There is a (very simple!) patch on $URL. Do we have any reason not to apply it? DJB reviewed it: http://article.gmane.org/gmane.network.djbdns/13864
CVE-2009-0858 (http://nvd.nist.gov/nvd.cfm?cvename=CVE-2009-0858): The response_addname function in response.c in Daniel J. Bernstein djbdns 1.05 and earlier does not constrain offsets in the required manner, which allows remote attackers, with control over a third-party subdomain served by tinydns and axfrdns, to trigger DNS responses containing arbitrary records via crafted zone data for this subdomain.
Hello, add patch?
gengor, please feel free to do a revision bump and apply this patch under the authority of the security team.

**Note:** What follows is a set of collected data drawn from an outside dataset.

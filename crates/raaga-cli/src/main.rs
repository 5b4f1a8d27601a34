use anyhow::Result;
use clap::Parser;
use std::path::PathBuf;

use raaga_engine::Config;
use raaga_search::StrategyKind;

mod commands;

#[derive(Debug, Parser)]
#[command(name = "raaga", version, about)]
struct Cli {
    #[command(subcommand)]
    command: Commands,

    /// Path to the track catalog CSV (default: ~/.local/share/raaga/tracks.csv)
    #[arg(long, global = true)]
    catalog: Option<PathBuf>,

    /// Path to the artifact database (default: ~/.local/share/raaga/raaga.db)
    #[arg(long, global = true)]
    artifacts: Option<PathBuf>,
}

#[derive(Debug, clap::Subcommand)]
enum Commands {
    /// Build similarity artifacts from the catalog
    ///
    /// Loads the catalog CSV, fits the numeric scaler and TF-IDF vocabularies,
    /// and builds the chosen similarity strategy:
    ///
    /// - dense_cosine: every pair of tracks scored by a blend of
    ///   popularity/duration similarity and genre similarity
    /// - neighbor_index: nearest neighbors over artist, album and genre text
    ///
    /// The result replaces whatever the artifact database held. Later
    /// commands load it instead of rebuilding, as long as the catalog is
    /// unchanged.
    Build {
        /// Similarity strategy (default from config)
        #[arg(long)]
        strategy: Option<StrategyKind>,
    },
    /// Recommend songs similar to the one named
    Recommend {
        /// Song name; misspellings and partial names are matched fuzzily
        query: String,

        /// Treat the query as an exact catalog track id
        #[arg(long)]
        by_id: bool,

        /// Number of recommendations (default from config)
        #[arg(short = 'n', long)]
        count: Option<usize>,

        /// Similarity strategy (default from config)
        #[arg(long)]
        strategy: Option<StrategyKind>,

        /// Print results as JSON
        #[arg(long)]
        json: bool,
    },
    /// Show which catalog songs a query matches
    Resolve {
        query: String,
    },
    /// List catalog song names containing some text
    Suggest {
        text: String,

        #[arg(long, default_value_t = 10)]
        limit: usize,
    },
    /// Show catalog and artifact status
    Status,
    /// Manage configuration
    Config {
        #[command(subcommand)]
        action: ConfigAction,
    },
}

#[derive(Debug, clap::Subcommand)]
enum ConfigAction {
    /// Show the effective configuration
    Show,
    /// Print the config file path
    Path,
    /// Print an example config file
    Example,
    /// Create the config file with defaults if it does not exist
    Init,
}

fn main() -> Result<()> {
    let cli = Cli::parse();

    let config = Config::load()?.with_paths(cli.catalog, cli.artifacts);

    tracing_subscriber::fmt()
        .with_env_filter(
            tracing_subscriber::EnvFilter::try_from_default_env()
                .unwrap_or_else(|_| tracing_subscriber::EnvFilter::new(&config.log_level)),
        )
        .init();

    match cli.command {
        Commands::Build { strategy } => {
            let config = apply_strategy(config, strategy);
            commands::run_build(&config)?;
        }
        Commands::Recommend {
            query,
            by_id,
            count,
            strategy,
            json,
        } => {
            let config = apply_strategy(config, strategy);
            let seed = if by_id {
                commands::Seed::Id(&query)
            } else {
                commands::Seed::Query(&query)
            };
            commands::run_recommend(&config, seed, count, json)?;
        }
        Commands::Resolve { query } => {
            commands::run_resolve(&config, &query)?;
        }
        Commands::Suggest { text, limit } => {
            commands::run_suggest(&config, &text, limit)?;
        }
        Commands::Status => {
            commands::show_status(&config)?;
        }
        Commands::Config { action } => match action {
            ConfigAction::Show => commands::config::show_config(&config)?,
            ConfigAction::Path => commands::config::show_path()?,
            ConfigAction::Example => commands::config::show_example()?,
            ConfigAction::Init => commands::config::init_config()?,
        },
    }

    Ok(())
}

fn apply_strategy(config: Config, strategy: Option<StrategyKind>) -> Config {
    match strategy {
        Some(strategy) => config.with_strategy(strategy),
        None => config,
    }
}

CVE-2009-0858 is fixed in =net-dns/djbdns-1.05-r23. During bumping I noticed in the case of USE="ipv6" the patches for bug #260014 were only being applied to the noipv6 workdir used for building dnstrace. I've ported the CVE-2008-4392 to the ipv6-patched version and ensured both workdirs get patched. Hopefully my ported patches don't suck. Arches, please test and mark stable: =net-dns/djbdns-1.05-r23 Target keywords : "alpha amd64 hppa ppc ppc64 sparc x86"
ppc and ppc64 done
amd64/x86 stable
Stable on alpha.
sparc stable
Stable for HPPA.
(In reply to comment #10) > Stable for HPPA. > That's everyone, though mips is still stuck on =net-dns/djbdns-1.05-r17 for stable. =net-dns/djbdns-1.05-r22 can be removed, leaving that for killerfox when he gets back.
Ready for vote, I vote YES.
Yes, too, request filed.
Could also be closed, all affected versions are gone from the tree.
This issue has been fixed since Mar 23, 2009. No GLSA will be issued.